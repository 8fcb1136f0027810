use glam::Vec2;
use serde::{Deserialize, Serialize};
use thiserror::Error;

use super::types::Material;
use crate::utils::allocator::ShapeId;

/// Geometry rejected at construction time.
#[derive(Debug, Error, Clone, Copy, PartialEq)]
pub enum InvalidGeometry {
    #[error("a polygon needs at least 3 vertices, got {0}")]
    TooFewVertices(usize),
    #[error("circle radius must be non-negative, got {0}")]
    NegativeRadius(f32),
}

/// Enumeration of supported shape geometries.
///
/// Polygon normals satisfy `normals.len() == vertices.len()`; normal `i`
/// is the perpendicular of edge `i -> i+1` (wrapping) and is NOT unit
/// length — its magnitude equals the edge length, which weights the
/// penetration depths reported along it.
#[derive(Debug, Clone, Serialize, Deserialize)]
pub enum ShapeKind {
    Circle {
        center: Vec2,
        radius: f32,
    },
    Polygon {
        vertices: Vec<Vec2>,
        normals: Vec<Vec2>,
    },
}

/// A shape registered for collision detection.
///
/// The engine only reads the geometry; `tag` and `material` are carried
/// through to the resolve handler for the caller's own bookkeeping.
#[derive(Debug, Clone, Serialize, Deserialize)]
pub struct Collidable {
    /// Arena handle, assigned when the shape is added to a world.
    pub id: ShapeId,
    /// Opaque caller-side identity.
    pub tag: i64,
    pub kind: ShapeKind,
    pub material: Material,
}

/// One perpendicular per edge, wrapping at the last vertex. Deliberately
/// left unnormalized.
fn face_normals(vertices: &[Vec2]) -> Vec<Vec2> {
    let count = vertices.len();
    (0..count)
        .map(|i| {
            let edge = vertices[(i + 1) % count] - vertices[i];
            Vec2::new(edge.y, -edge.x)
        })
        .collect()
}

impl Collidable {
    pub fn circle(x: f32, y: f32, radius: f32) -> Result<Self, InvalidGeometry> {
        if radius < 0.0 {
            return Err(InvalidGeometry::NegativeRadius(radius));
        }
        Ok(Self {
            id: ShapeId::default(),
            tag: 0,
            kind: ShapeKind::Circle {
                center: Vec2::new(x, y),
                radius,
            },
            material: Material::default(),
        })
    }

    pub fn polygon(vertices: Vec<Vec2>) -> Result<Self, InvalidGeometry> {
        if vertices.len() < 3 {
            return Err(InvalidGeometry::TooFewVertices(vertices.len()));
        }
        let normals = face_normals(&vertices);
        Ok(Self {
            id: ShapeId::default(),
            tag: 0,
            kind: ShapeKind::Polygon { vertices, normals },
            material: Material::default(),
        })
    }

    /// Axis-aligned box centred on (x, y), counter-clockwise from the
    /// bottom-left corner.
    pub fn aabb(x: f32, y: f32, w: f32, h: f32) -> Self {
        let (hw, hh) = (w / 2.0, h / 2.0);
        let vertices = vec![
            Vec2::new(x - hw, y - hh),
            Vec2::new(x + hw, y - hh),
            Vec2::new(x + hw, y + hh),
            Vec2::new(x - hw, y + hh),
        ];
        let normals = face_normals(&vertices);
        Self {
            id: ShapeId::default(),
            tag: 0,
            kind: ShapeKind::Polygon { vertices, normals },
            material: Material::default(),
        }
    }

    pub fn with_tag(mut self, tag: i64) -> Self {
        self.tag = tag;
        self
    }

    pub fn with_material(mut self, material: Material) -> Self {
        self.material = material;
        self
    }

    /// Rotates every vertex about `position` by `angle` (radians) and
    /// recomputes all face normals. No-op for circles.
    pub fn transform_vertices(&mut self, position: Vec2, angle: f32) {
        let ShapeKind::Polygon { vertices, normals } = &mut self.kind else {
            return;
        };
        let rotation = Vec2::from_angle(angle);
        for vertex in vertices.iter_mut() {
            *vertex = position + rotation.rotate(*vertex - position);
        }
        *normals = face_normals(vertices);
    }

    pub fn is_circle(&self) -> bool {
        matches!(self.kind, ShapeKind::Circle { .. })
    }

    pub fn as_circle(&self) -> Option<(Vec2, f32)> {
        match self.kind {
            ShapeKind::Circle { center, radius } => Some((center, radius)),
            ShapeKind::Polygon { .. } => None,
        }
    }

    pub fn vertices(&self) -> &[Vec2] {
        match &self.kind {
            ShapeKind::Circle { .. } => &[],
            ShapeKind::Polygon { vertices, .. } => vertices,
        }
    }

    pub fn normals(&self) -> &[Vec2] {
        match &self.kind {
            ShapeKind::Circle { .. } => &[],
            ShapeKind::Polygon { normals, .. } => normals,
        }
    }

    pub fn vertex_count(&self) -> usize {
        self.vertices().len()
    }

    pub fn tag(&self) -> i64 {
        self.tag
    }

    pub fn restitution(&self) -> f32 {
        self.material.restitution
    }

    pub fn inertia(&self) -> f32 {
        self.material.inertia
    }
}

= = = = =

§ Description of the task: All records are to be retyped exactly. None may be omitted.

§ Task solution:
repository 8fcb1136f0027810
use glam::Vec2;
use serde::{Deserialize, Serialize};
use thiserror::Error;

use super::types::Material;
use crate::utils::allocator::ShapeId;

/// Geometry rejected at construction time.
#[derive(Debug, Error, Clone, Copy, PartialEq)]
pub enum InvalidGeometry {
    #[error("a polygon needs at least 3 vertices, got {0}")]
    TooFewVertices(usize),
    #[error("circle radius must be non-negative, got {0}")]
    NegativeRadius(f32),
}

/// Enumeration of supported shape geometries.
///
/// Polygon normals satisfy `normals.len() == vertices.len()`; normal `i`
/// is the perpendicular of edge `i -> i+1` (wrapping) and is NOT unit
/// length — its magnitude equals the edge length, which weights the
/// penetration depths reported along it.
#[derive(Debug, Clone, Serialize, Deserialize)]
pub enum ShapeKind {
    Circle {
        center: Vec2,
        radius: f32,
    },
    Polygon {
        vertices: Vec<Vec2>,
        normals: Vec<Vec2>,
    },
}

/// A shape registered for collision detection.
///
/// The engine only reads the geometry; `tag` and `material` are carried
/// through to the resolve handler for the caller's own bookkeeping.
#[derive(Debug, Clone, Serialize, Deserialize)]
pub struct Collidable {
    /// Arena handle, assigned when the shape is added to a world.
    pub id: ShapeId,
    /// Opaque caller-side identity.
    pub tag: i64,
    pub kind: ShapeKind,
    pub material: Material,
}

/// One perpendicular per edge, wrapping at the last vertex. Deliberately
/// left unnormalized.
fn face_normals(vertices: &[Vec2]) -> Vec<Vec2> {
    let count = vertices.len();
    (0..count)
        .map(|i| {
            let edge = vertices[(i + 1) % count] - vertices[i];
            Vec2::new(edge.y, -edge.x)
        })
        .collect()
}

impl Collidable {
    pub fn circle(x: f32, y: f32, radius: f32) -> Result<Self, InvalidGeometry> {
        if radius < 0.0 {
            return Err(InvalidGeometry::NegativeRadius(radius));
        }
        Ok(Self {
            id: ShapeId::default(),
            tag: 0,
            kind: ShapeKind::Circle {
                center: Vec2::new(x, y),
                radius,
            },
            material: Material::default(),
        })
    }

    pub fn polygon(vertices: Vec<Vec2>) -> Result<Self, InvalidGeometry> {
        if vertices.len() < 3 {
            return Err(InvalidGeometry::TooFewVertices(vertices.len()));
        }
        let normals = face_normals(&vertices);
        Ok(Self {
            id: ShapeId::default(),
            tag: 0,
            kind: ShapeKind::Polygon { vertices, normals },
            material: Material::default(),
        })
    }

    /// Axis-aligned box centred on (x, y), counter-clockwise from the
    /// bottom-left corner.
    pub fn aabb(x: f32, y: f32, w: f32, h: f32) -> Self {
        let (hw, hh) = (w / 2.0, h / 2.0);
        let vertices = vec![
            Vec2::new(x - hw, y - hh),
            Vec2::new(x + hw, y - hh),
            Vec2::new(x + hw, y + hh),
            Vec2::new(x - hw, y + hh),
        ];
        let normals = face_normals(&vertices);
        Self {
            id: ShapeId::default(),
            tag: 0,
            kind: ShapeKind::Polygon { vertices, normals },
            material: Material::default(),
        }
    }

    pub fn with_tag(mut self, tag: i64) -> Self {
        self.tag = tag;
        self
    }

    pub fn with_material(mut self, material: Material) -> Self {
        self.material = material;
        self
    }

    /// Rotates every vertex about `position` by `angle` (radians) and
    /// recomputes all face normals. No-op for circles.
    pub fn transform_vertices(&mut self, position: Vec2, angle: f32) {
        let ShapeKind::Polygon { vertices, normals } = &mut self.kind else {
            return;
        };
        let rotation = Vec2::from_angle(angle);
        for vertex in vertices.iter_mut() {
            *vertex = position + rotation.rotate(*vertex - position);
        }
        *normals = face_normals(vertices);
    }

    pub fn is_circle(&self) -> bool {
        matches!(self.kind, ShapeKind::Circle { .. })
    }

    pub fn as_circle(&self) -> Option<(Vec2, f32)> {
        match self.kind {
            ShapeKind::Circle { center, radius } => Some((center, radius)),
            ShapeKind::Polygon { .. } => None,
        }
    }

    pub fn vertices(&self) -> &[Vec2] {
        match &self.kind {
            ShapeKind::Circle { .. } => &[],
            ShapeKind::Polygon { vertices, .. } => vertices,
        }
    }

    pub fn normals(&self) -> &[Vec2] {
        match &self.kind {
            ShapeKind::Circle { .. } => &[],
            ShapeKind::Polygon { normals, .. } => normals,
        }
    }

    pub fn vertex_count(&self) -> usize {
        self.vertices().len()
    }

    pub fn tag(&self) -> i64 {
        self.tag
    }

    pub fn restitution(&self) -> f32 {
        self.material.restitution
    }

    pub fn inertia(&self) -> f32 {
        self.material.inertia
    }
}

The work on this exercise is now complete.